The objective of Azul en Acción is to contribute to the improvement of the quality of life of the population through the intervention in international cooperation to the development and to the humanitarian aid. To achieve this, it works in different areas of intervention such as health, education and the construction of basic infrastructures. At the healthcare level, it has been specialized in ophthalmic projects, in particular in cataract patients, an eye disease considered the first cause of functional blindness in the world. Annually, 3,000 cases of additional cataracts are detected in Senegal and half of them cannot be operated due to lack of resources, they explain. In addition to cataracts, they also treat other ocular pathologies such as Glaucoma and Pterygium and donations of corrective glasses are made to the population. In 2017 the NGO was able to attend 1,127 people, conduct 1,527 consultations and carry out 297 surgeries.

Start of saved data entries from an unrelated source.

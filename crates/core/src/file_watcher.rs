use anyhow::{Context, Result};
use notify::{Event, RecursiveMode, Watcher};
use std::path::{Path, PathBuf};
use std::sync::mpsc;
use std::time::Duration;

/// Watches a fixed set of input files and invokes a callback when any changes.
///
/// Parent directories are watched rather than the files themselves, so editors
/// that replace a file on save still trigger a reload.
pub struct FileWatcher {
    paths: Vec<PathBuf>,
    debounce: Duration,
}

impl FileWatcher {
    #[must_use]
    pub fn new(paths: Vec<PathBuf>) -> Self {
        Self {
            paths,
            debounce: Duration::from_millis(250),
        }
    }

    #[must_use]
    pub fn with_debounce(mut self, debounce: Duration) -> Self {
        self.debounce = debounce;
        self
    }

    /// Blocks, calling `on_change` after each burst of relevant file events.
    ///
    /// Callback errors are logged and do not stop the watcher.
    ///
    /// # Errors
    ///
    /// Returns an error if file watching cannot be initiated.
    pub fn watch<F>(&self, mut on_change: F) -> Result<()>
    where
        F: FnMut() -> Result<()>,
    {
        let (tx, rx) = mpsc::channel();

        let mut watcher = notify::recommended_watcher(move |res: notify::Result<Event>| {
            if let Ok(event) = res {
                let _ = tx.send(event);
            }
        })?;

        for dir in self.watched_dirs() {
            watcher
                .watch(&dir, RecursiveMode::NonRecursive)
                .with_context(|| format!("Failed to watch {}", dir.display()))?;
            tracing::info!("Watching {} for changes", dir.display());
        }

        while let Ok(event) = rx.recv() {
            if !self.is_relevant(&event) {
                continue;
            }

            // Swallow the rest of the burst (write + metadata + rename).
            while rx.recv_timeout(self.debounce).is_ok() {}

            tracing::info!("Input file changed, re-running pipeline...");
            if let Err(e) = on_change() {
                tracing::error!("Re-run failed: {:#}", e);
            }
        }

        Ok(())
    }

    fn watched_dirs(&self) -> Vec<PathBuf> {
        let mut dirs: Vec<PathBuf> = self
            .paths
            .iter()
            .map(|p| match p.parent() {
                Some(parent) if !parent.as_os_str().is_empty() => parent.to_path_buf(),
                _ => PathBuf::from("."),
            })
            .collect();
        dirs.sort();
        dirs.dedup();
        dirs
    }

    /// True when the event modifies or recreates one of the watched files.
    #[must_use]
    pub fn is_relevant(&self, event: &Event) -> bool {
        if !(event.kind.is_modify() || event.kind.is_create()) {
            return false;
        }
        event
            .paths
            .iter()
            .any(|changed| self.paths.iter().any(|p| same_file(changed, p)))
    }
}

fn same_file(a: &Path, b: &Path) -> bool {
    if a == b {
        return true;
    }
    match (a.canonicalize(), b.canonicalize()) {
        (Ok(a), Ok(b)) => a == b,
        _ => a.file_name().is_some() && a.file_name() == b.file_name() && a.ends_with(b),
    }
}

#[cfg(test)]
mod tests {
    use super::*;
    use notify::event::{AccessKind, CreateKind, EventKind, ModifyKind};

    fn event(kind: EventKind, path: &str) -> Event {
        Event::new(kind).add_path(PathBuf::from(path))
    }

    #[test]
    fn modify_of_watched_file_is_relevant() {
        let watcher = FileWatcher::new(vec![PathBuf::from("/data/trades.csv")]);
        assert!(watcher.is_relevant(&event(
            EventKind::Modify(ModifyKind::Any),
            "/data/trades.csv"
        )));
        assert!(watcher.is_relevant(&event(
            EventKind::Create(CreateKind::File),
            "/data/trades.csv"
        )));
    }

    #[test]
    fn other_files_and_access_events_are_ignored() {
        let watcher = FileWatcher::new(vec![PathBuf::from("/data/trades.csv")]);
        assert!(!watcher.is_relevant(&event(
            EventKind::Modify(ModifyKind::Any),
            "/data/other.csv"
        )));
        assert!(!watcher.is_relevant(&event(
            EventKind::Access(AccessKind::Any),
            "/data/trades.csv"
        )));
    }

    #[test]
    fn parent_directories_are_deduplicated() {
        let watcher = FileWatcher::new(vec![
            PathBuf::from("data/trades.csv"),
            PathBuf::from("data/sentiment.csv"),
            PathBuf::from("bare.csv"),
        ]);
        assert_eq!(
            watcher.watched_dirs(),
            vec![PathBuf::from("."), PathBuf::from("data")]
        );
    }
}
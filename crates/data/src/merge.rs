//! Left join of trades onto the sentiment index by calendar day.

use chrono::NaiveDate;
use sentiment_desk_core::Classification;
use std::collections::{HashMap, HashSet};

use crate::models::{ColumnSet, SentimentRecord, SentimentTable, TradeRecord, TradeTable};

/// A trade with the sentiment of its day attached, if any.
#[derive(Debug, Clone, PartialEq)]
pub struct MergedRow {
    pub trade: TradeRecord,
    pub classification: Option<Classification>,
    pub sentiment_value: Option<f64>,
}

/// Output of [`merge`]; rows are in trade-file order.
#[derive(Debug, Clone, Default)]
pub struct MergedTable {
    pub rows: Vec<MergedRow>,
    pub columns: ColumnSet,
    /// Sentiment rows discarded because an earlier row had the same date
    pub duplicate_dates: usize,
}

/// Keeps the first sentiment row for each date, preserving input order.
///
/// Returns the deduplicated rows and how many were discarded.
#[must_use]
pub fn dedup_by_date(records: Vec<SentimentRecord>) -> (Vec<SentimentRecord>, usize) {
    let mut seen = HashSet::with_capacity(records.len());
    let mut kept = Vec::with_capacity(records.len());
    let mut discarded = 0;

    for record in records {
        if seen.insert(record.date) {
            kept.push(record);
        } else {
            discarded += 1;
        }
    }

    (kept, discarded)
}

/// Left-joins every trade onto the sentiment row for its date.
///
/// The output has exactly one row per input trade. Trades without a date, or
/// whose date has no sentiment row, keep `None` for the sentiment fields.
#[must_use]
pub fn merge(trades: TradeTable, sentiment: SentimentTable) -> MergedTable {
    let columns = trades.columns.union(&sentiment.columns);
    let (unique, duplicate_dates) = dedup_by_date(sentiment.records);

    if duplicate_dates > 0 {
        tracing::warn!(
            "Sentiment has {} duplicate dates, keeping first occurrence",
            duplicate_dates
        );
    }

    let by_date: HashMap<NaiveDate, SentimentRecord> =
        unique.into_iter().map(|r| (r.date, r)).collect();

    let mut matched = 0usize;
    let rows: Vec<MergedRow> = trades
        .records
        .into_iter()
        .map(|trade| {
            let day = trade.date.and_then(|d| by_date.get(&d));
            if day.is_some() {
                matched += 1;
            }
            MergedRow {
                classification: day.and_then(|s| s.classification.clone()),
                sentiment_value: day.and_then(|s| s.value),
                trade,
            }
        })
        .collect();

    tracing::info!(
        "Merged {} trades, {} with sentiment, {} without",
        rows.len(),
        matched,
        rows.len() - matched
    );

    MergedTable {
        rows,
        columns,
        duplicate_dates,
    }
}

Cirugía Solidaria is the other NGO to which Probitas donates material annually for its campaigns. It is a non-profit organization and driven by the initiative of a group of health workers at the University Hospital Virgen de la Arrixaca (Murcia). His 2017campaign allowed 1,285 patients been evaluated and performed 341 surgical operations and 369 interventions. On the other hand, thanks to donations, the patient's medical assistance framework has been completed and, in parallel, 5 training activities have been carried out in the field of health and nutrition, in the entire rural area of Sandiara, in Senegal.

Below you can see a video that reflects the action of Azul en Acción in Thies. Specifically, is the story of blind of birth child and who recovered his sight through surgery practiced during the campaign, which once again has received the annual contribution of antiserum given by Probitas.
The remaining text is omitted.